Sullivan, Ruth. Driedger on the Construction of Statutes, 3rd ed. Toronto: Butterworths, 1994.

Willis, John "Statute Interpretation in a Nutshell" (1938), 16 Can. Bar Rev. 1.

DEMANDE de contrôle judiciaire contre la décision ((1997), 5 GTC 1074) par laquelle la Cour canadienne de l'impôt a jugé que la défenderesse avait fait raisonnablement diligence pour essayer de calculer le montant exact de TPS à verser au receveur général et a infirmé de ce fait la pénalité de 6 p. 100 prévue au paragraphe 280(1) de la Loi sur la taxe d'accise. Demande rejetée.

ont comparu:

Harry Erlichman et Kevin G. Dias pour le demandeur.

Nick Chitilian pour la défenderesse.

avocat inscrit au dossier:

Le sous-procureur général du Canada pour le demandeur.

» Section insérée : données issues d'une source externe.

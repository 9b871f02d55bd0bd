//! BudgetFit Solver - Exhaustive enumeration of budget-filling combinations
//!
//! Depth-first search over per-item quantity assignments with upper-bound
//! pruning: a branch is cut as soon as its running cost exceeds the
//! interval's upper bound, since costs only grow as later items are decided.
//!
//! The engine is pull-based and resumable: [`BudgetSearch::find_next`]
//! returns one previously-unseen feasible combination per call and `None`
//! once the search space is exhausted. Every per-item choice set is finite
//! (bounded by an explicit constraint, the remaining budget, or the
//! zero-price cap), so exhaustion is structurally guaranteed.

pub mod node;
pub mod search;
pub mod stats;

pub use node::SearchNode;
pub use search::{BudgetSearch, DEFAULT_ZERO_PRICE_CAP};
pub use stats::SearchStats;
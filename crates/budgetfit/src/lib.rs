//! BudgetFit - Budget-Filling Combination Search in Rust
//!
//! Enumerates every distinct purchase-quantity combination over a fixed
//! catalog of priced items whose exact total falls in a closed price
//! interval, under per-item minimum/maximum quantity constraints.
//!
//! # Example
//!
//! ```rust
//! use budgetfit::prelude::*;
//!
//! let catalog = Catalog::new(vec![
//!     Item::new("Water", "10".parse().unwrap()),
//!     Item::new("Juice", "15".parse().unwrap()),
//! ]).unwrap();
//! let interval = PriceInterval::new("20".parse().unwrap(), "30".parse().unwrap()).unwrap();
//!
//! let mut search = BudgetSearch::new(catalog, interval);
//! search.initialize();
//!
//! let solutions: Vec<_> = search.collect();
//! assert_eq!(solutions.len(), 4);
//! ```

// Domain types
pub use budgetfit_core::{
    BudgetFitError, Catalog, ConstraintTable, Item, PriceInterval, QuantityBound, Solution,
};

// Configuration
pub use budgetfit_config::{ConfigError, ItemRef, SearchConfig, SearchSetup};

// The engine
pub use budgetfit_solver::{BudgetSearch, SearchStats, DEFAULT_ZERO_PRICE_CAP};

mod run;
pub use run::{run_search, session_from_config};

pub mod prelude {
    pub use super::{
        run_search, session_from_config, BudgetSearch, Catalog, ConstraintTable, Item,
        PriceInterval, QuantityBound, SearchConfig, Solution,
    };
}
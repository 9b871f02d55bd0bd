//! Finalized solutions: a full quantity vector plus its exact total cost.

use std::fmt;

use rust_decimal::Decimal;

use crate::catalog::Catalog;

/// One feasible purchase combination.
///
/// `quantities` has one entry per catalog item, in catalog order, and
/// `total_cost` is the exact weighted sum of the vector over the catalog.
/// Solutions compare equal when their quantity vectors are equal; the cost
/// is derived data.
#[derive(Debug, Clone, PartialEq, Eq)]
#[cfg_attr(feature = "serde", derive(serde::Serialize, serde::Deserialize))]
pub struct Solution {
    /// Purchase quantity per catalog item, in catalog order.
    pub quantities: Vec<u32>,
    /// Exact total cost of the combination.
    pub total_cost: Decimal,
}

impl Solution {
    /// Creates a solution from a quantity vector and its total.
    pub fn new(quantities: Vec<u32>, total_cost: Decimal) -> Self {
        Solution {
            quantities,
            total_cost,
        }
    }

    /// Returns a displayable per-line-item breakdown against `catalog`.
    ///
    /// Zero-quantity items are omitted, matching how purchase lists are
    /// usually presented.
    ///
    /// # Examples
    ///
    /// ```
    /// use budgetfit_core::{Catalog, Item, Solution};
    ///
    /// let catalog = Catalog::new(vec![
    ///     Item::new("Water", "24.12".parse().unwrap()),
    ///     Item::new("Juice", "95.05".parse().unwrap()),
    /// ]).unwrap();
    ///
    /// let solution = Solution::new(vec![2, 0], "48.24".parse().unwrap());
    /// let text = solution.breakdown(&catalog).to_string();
    /// assert!(text.contains("Water: 2 x 24.12 = 48.24"));
    /// assert!(!text.contains("Juice"));
    /// assert!(text.contains("Total: 48.24"));
    /// ```
    pub fn breakdown<'a>(&'a self, catalog: &'a Catalog) -> SolutionBreakdown<'a> {
        SolutionBreakdown {
            solution: self,
            catalog,
        }
    }
}

impl fmt::Display for Solution {
    fn fmt(&self, f: &mut fmt::Formatter<'_>) -> fmt::Result {
        write!(f, "{:?} = {}", self.quantities, self.total_cost)
    }
}

/// Borrowing display adapter produced by [`Solution::breakdown`].
pub struct SolutionBreakdown<'a> {
    solution: &'a Solution,
    catalog: &'a Catalog,
}

impl fmt::Display for SolutionBreakdown<'_> {
    fn fmt(&self, f: &mut fmt::Formatter<'_>) -> fmt::Result {
        for (index, &qty) in self.solution.quantities.iter().enumerate() {
            if qty == 0 {
                continue;
            }
            if let Some(item) = self.catalog.get(index) {
                let line_cost = item.unit_price * Decimal::from(qty);
                writeln!(
                    f,
                    "- {}: {} x {} = {}",
                    item.name, qty, item.unit_price, line_cost
                )?;
            }
        }
        write!(f, "Total: {}", self.solution.total_cost)
    }
}
//! The closed price interval a feasible combination's total must fall in.

use rust_decimal::Decimal;

use crate::error::{BudgetFitError, Result};

/// A closed interval `[min_total, max_total]` of exact decimal totals.
///
/// The invariant `min_total <= max_total` is enforced at construction, so an
/// inverted interval is never observable by the engine.
///
/// # Examples
///
/// ```
/// use budgetfit_core::PriceInterval;
///
/// let interval = PriceInterval::new("495".parse().unwrap(), "500".parse().unwrap()).unwrap();
/// assert!(interval.contains("497.50".parse().unwrap()));
/// assert!(interval.contains("495".parse().unwrap()));
/// assert!(!interval.contains("500.01".parse().unwrap()));
/// ```
#[derive(Debug, Clone, Copy, PartialEq, Eq)]
#[cfg_attr(feature = "serde", derive(serde::Serialize, serde::Deserialize))]
pub struct PriceInterval {
    min_total: Decimal,
    max_total: Decimal,
}

impl PriceInterval {
    /// Creates a new closed price interval.
    ///
    /// # Errors
    ///
    /// Returns [`BudgetFitError::InvalidInterval`] if `min_total > max_total`.
    pub fn new(min_total: Decimal, max_total: Decimal) -> Result<Self> {
        if min_total > max_total {
            return Err(BudgetFitError::InvalidInterval {
                min: min_total,
                max: max_total,
            });
        }
        Ok(PriceInterval {
            min_total,
            max_total,
        })
    }

    /// Returns the lower bound, inclusive.
    #[inline]
    pub fn min_total(&self) -> Decimal {
        self.min_total
    }

    /// Returns the upper bound, inclusive.
    #[inline]
    pub fn max_total(&self) -> Decimal {
        self.max_total
    }

    /// Returns whether `total` lies in the interval, boundaries included.
    ///
    /// This is an exact comparison; both boundaries are members.
    #[inline]
    pub fn contains(&self, total: Decimal) -> bool {
        self.min_total <= total && total <= self.max_total
    }
}

#[cfg(test)]
mod tests {
    use super::*;

    fn dec(s: &str) -> Decimal {
        s.parse().unwrap()
    }

    #[test]
    fn test_boundaries_included() {
        let interval = PriceInterval::new(dec("495"), dec("500")).unwrap();
        assert!(interval.contains(dec("495")));
        assert!(interval.contains(dec("500")));
        assert!(!interval.contains(dec("494.99")));
        assert!(!interval.contains(dec("500.01")));
    }

    #[test]
    fn test_degenerate_interval() {
        let interval = PriceInterval::new(dec("24.12"), dec("24.12")).unwrap();
        assert!(interval.contains(dec("24.12")));
        assert!(!interval.contains(dec("24.13")));
    }

    #[test]
    fn test_inverted_interval_rejected() {
        let result = PriceInterval::new(dec("500"), dec("495"));
        assert!(matches!(result, Err(BudgetFitError::InvalidInterval { .. })));
    }
}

Ce qui suit est la version française des motifs du jugement rendus par

Le juge Robertson, J.C.A.: La présente demande de contrôle judiciaire pose la question des limites du pouvoir discrétionnaire des tribunaux judiciaires en matière d'interprétation des lois et de leur rôle dans la définition des grandes orientations. Plus spécifiquement, la Cour est appelée à décider si le moyen de défense de la "diligence raisonnable" peut être invoqué par quelqu'un frappé d'une pénalité automatique pour défaut de verser le montant correct de la taxe sur les produits et services (TPS), ainsi qu'il y est tenu par la Loi sur la taxe d'accise [L.R.C. (1985), ch. E-15]. Étant donné que cette loi ne prévoit pas expressément pareil moyen de défense, il échet d'examiner si celui-ci peut être validement considéré comme implicite.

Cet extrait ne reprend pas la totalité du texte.